Cloning, expression and purification of PaTrm5a

The wild type (WT), full-length PaTrm5a gene was chemically synthesized (Genewiz, Suzhou, China) and PCR-amplified. After the double digestion by the restriction enzymes NdeI and XhoI, the digested PCR product was inserted into a modified pET-28a (+) vector, where the thrombin recognition site (LVPRGS) in pET-28a (+) was replaced by the PreScission protease cleavage site LEVLFQGP. For the FRET experiments, several rounds of PaTrm5a mutagenesis were carried out for fluorophore-labeling: in the first round, the unwanted cysteines in WT PaTrm5a were mutated using three consecutive QuikChange (Stratagene) PCRs to produce the triple mutant C301S/C308S/C326S with the QuikChange primers (including the sense and antisense primers) for the C301S, C308S and C326S mutations respectively (Supplementary Table S2); in the second round, two cysteines were introduced into the triple mutant using two more QuikChange PCRs with the primers for the V21C and K314C mutations to produce the mutant M1 (with the mutations V21C/C301S/C308S/K314C/C326S); in the last round, the mutant M2 was generated from M1 using two PCRs through the SCGI-to-ECNL and VRCVS-to-KRCVK primers. All the amplifying and QuikChange primers used in this study were listed in Supplementary Table S2.

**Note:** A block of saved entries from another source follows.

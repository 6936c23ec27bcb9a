//! Board HTTP routes: out-of-band hydration and new-board redirect.

use axum::extract::{Path, State};
use axum::response::{Json, Redirect};
use frames::Shape;
use serde::Serialize;

use crate::services::session::generate_board_id;
use crate::state::AppState;

#[derive(Debug, Serialize)]
pub struct BoardResponse {
    pub board_id: String,
    pub shapes: Vec<Shape>,
}

/// `GET /api/boards/{board_id}`: current shapes, creating the room if absent.
pub async fn get_board(State(state): State<AppState>, Path(board_id): Path<String>) -> Json<BoardResponse> {
    let existing = state.rooms.read().await.get(&board_id).map(|room| room.state.snapshot());
    let shapes = match existing {
        Some(shapes) => shapes,
        None => state.rooms.write().await.get_or_create(&board_id).state.snapshot(),
    };
    Json(BoardResponse { board_id, shapes })
}

/// `GET /new`: redirect to a fresh random board.
pub async fn new_board() -> Redirect {
    Redirect::temporary(&format!("/?board={}", generate_board_id()))
}

#[cfg(test)]
#[path = "boards_test.rs"]
mod tests;
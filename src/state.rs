//! Shared application state.
//!
//! DESIGN
//! ======
//! `AppState` is injected into Axum handlers via the `State` extractor. It
//! holds the configuration and the room registry. Each room owns its
//! authoritative shapes, its presence tracker, and the outbound channels of
//! the sessions subscribed to it.
//!
//! The registry is a single `RwLock`. A mutation's apply and its fan-out run
//! under one write guard, so peers observe mutations in exactly the order the
//! room applied them. A subscriber too slow to take a shape frame is evicted
//! rather than left holding a diverged copy; it reconnects for a fresh
//! snapshot.

use std::collections::HashMap;
use std::sync::Arc;
use std::time::{Duration, Instant};

use frames::Frame;
use tokio::sync::{RwLock, RwLockReadGuard, RwLockWriteGuard, mpsc};
use tracing::warn;
use uuid::Uuid;

use crate::config::ServerConfig;
use crate::services::presence::PresenceTracker;
use crate::services::relay;
use crate::services::room::RoomState;

const PRESENCE_PREFIX: &str = "presence";

// =============================================================================
// ROOM
// =============================================================================

/// One live board.
pub struct Room {
    pub state: RoomState,
    pub presence: PresenceTracker,
    /// Connected sessions: `session_id` -> sender for outgoing frames.
    pub subscribers: HashMap<Uuid, mpsc::Sender<Frame>>,
    /// When the last subscriber left, or when the room was created empty.
    pub idle_since: Option<Instant>,
}

impl Room {
    #[must_use]
    pub fn new(board_id: impl Into<String>) -> Self {
        Self {
            state: RoomState::new(board_id),
            presence: PresenceTracker::new(),
            subscribers: HashMap::new(),
            idle_since: Some(Instant::now()),
        }
    }

    pub fn subscribe(&mut self, session_id: Uuid, tx: mpsc::Sender<Frame>) {
        self.subscribers.insert(session_id, tx);
        self.idle_since = None;
    }

    /// Returns false if the session was not subscribed.
    pub fn unsubscribe(&mut self, session_id: Uuid) -> bool {
        let removed = self.subscribers.remove(&session_id).is_some();
        if self.subscribers.is_empty() && self.idle_since.is_none() {
            self.idle_since = Some(Instant::now());
        }
        removed
    }

    /// Queue `frame` for every subscriber except `exclude`. Returns how many
    /// accepted it.
    ///
    /// Presence frames are at-most-once: a full queue just misses one. Any
    /// other frame changes what peers must hold, so a subscriber whose queue
    /// is full is evicted instead. Its sender is dropped, which ends the
    /// connection, and the room is told it left.
    pub fn publish(&mut self, frame: &Frame, exclude: Option<Uuid>) -> usize {
        let lossy = frame.prefix() == PRESENCE_PREFIX;
        let mut delivered = 0;
        let mut lagging = Vec::new();
        for (session_id, tx) in &self.subscribers {
            if Some(*session_id) == exclude {
                continue;
            }
            match tx.try_send(frame.clone()) {
                Ok(()) => delivered += 1,
                Err(mpsc::error::TrySendError::Full(_)) if lossy => {
                    warn!(board_id = %self.state.board_id(), %session_id, syscall = %frame.syscall, "room: subscriber queue full, frame dropped");
                }
                Err(mpsc::error::TrySendError::Full(_)) => lagging.push(*session_id),
                Err(mpsc::error::TrySendError::Closed(_)) => {}
            }
        }
        for session_id in lagging {
            warn!(board_id = %self.state.board_id(), %session_id, syscall = %frame.syscall, "room: subscriber queue full, evicting");
            self.evict(session_id);
        }
        delivered
    }

    /// Drop a subscriber and announce its departure to the rest of the room.
    fn evict(&mut self, session_id: Uuid) {
        self.unsubscribe(session_id);
        if let Some(leave) = self.presence.leave(session_id) {
            let frame = relay::stamp(leave.to_frame(), self.state.board_id(), session_id);
            self.publish(&frame, None);
        }
    }

    /// True when nobody is subscribed and the room has been idle for `ttl`.
    #[must_use]
    pub fn is_idle_for(&self, ttl: Duration, now: Instant) -> bool {
        self.subscribers.is_empty()
            && self
                .idle_since
                .is_some_and(|since| now.saturating_duration_since(since) >= ttl)
    }
}

// =============================================================================
// ROOM REGISTRY
// =============================================================================

/// Rooms keyed by board id.
#[derive(Default)]
pub struct Rooms {
    rooms: HashMap<String, Room>,
}

impl Rooms {
    /// Look up a room, creating an empty one if absent. Never fails.
    pub fn get_or_create(&mut self, board_id: &str) -> &mut Room {
        self.rooms
            .entry(board_id.to_owned())
            .or_insert_with(|| Room::new(board_id))
    }

    #[must_use]
    pub fn get(&self, board_id: &str) -> Option<&Room> {
        self.rooms.get(board_id)
    }

    pub fn get_mut(&mut self, board_id: &str) -> Option<&mut Room> {
        self.rooms.get_mut(board_id)
    }

    /// Remove rooms that have been idle for at least `ttl`; returns their ids.
    pub fn evict_idle(&mut self, ttl: Duration, now: Instant) -> Vec<String> {
        let doomed: Vec<String> = self
            .rooms
            .iter()
            .filter(|(_, room)| room.is_idle_for(ttl, now))
            .map(|(board_id, _)| board_id.clone())
            .collect();
        for board_id in &doomed {
            self.rooms.remove(board_id);
        }
        doomed
    }

    #[must_use]
    pub fn len(&self) -> usize {
        self.rooms.len()
    }
}

/// Shared handle to every live room.
#[derive(Clone, Default)]
pub struct RoomRegistry {
    inner: Arc<RwLock<Rooms>>,
}

impl RoomRegistry {
    #[must_use]
    pub fn new() -> Self {
        Self::default()
    }

    pub async fn read(&self) -> RwLockReadGuard<'_, Rooms> {
        self.inner.read().await
    }

    pub async fn write(&self) -> RwLockWriteGuard<'_, Rooms> {
        self.inner.write().await
    }
}

// =============================================================================
// APP STATE
// =============================================================================

/// Shared application state, injected into Axum handlers via State extractor.
#[derive(Clone)]
pub struct AppState {
    pub rooms: RoomRegistry,
    pub config: Arc<ServerConfig>,
}

impl AppState {
    #[must_use]
    pub fn new(config: ServerConfig) -> Self {
        Self { rooms: RoomRegistry::new(), config: Arc::new(config) }
    }
}

// =============================================================================
// TEST HELPERS
// =============================================================================


#[cfg(test)]
#[path = "state_test.rs"]
mod tests;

The plasmids of PaTrm5a and mutants were transformed into the Escherichia coli strain BL21 (DE3) cells for overexpression. The harvested cells were lysed by sonication. The cell debris was removed by centrifugation, and the supernatant was then applied onto a Ni-NTA affinity column (Qiagen). In order to remove the endogenous nucleic acid bound to the recombinant PaTrm5a, the eluted fractions were collected and treated overnight with 0.08 mg/mL RNase A in the presence of 5 mM MgCl₂. The protein was further subjected to affinity purification by a heparin column (GE Healthcare) using a NaCl gradient, and PaTrm5a was eluted at ~500 mM NaCl. The purified protein was pooled, dialysed in a buffer containing 20 mM Tris-HCl (pH 8.0), 150 mM NaCl and 1 mM DTT (without DTT for the M1 mutant) and stored after being flash-frozen.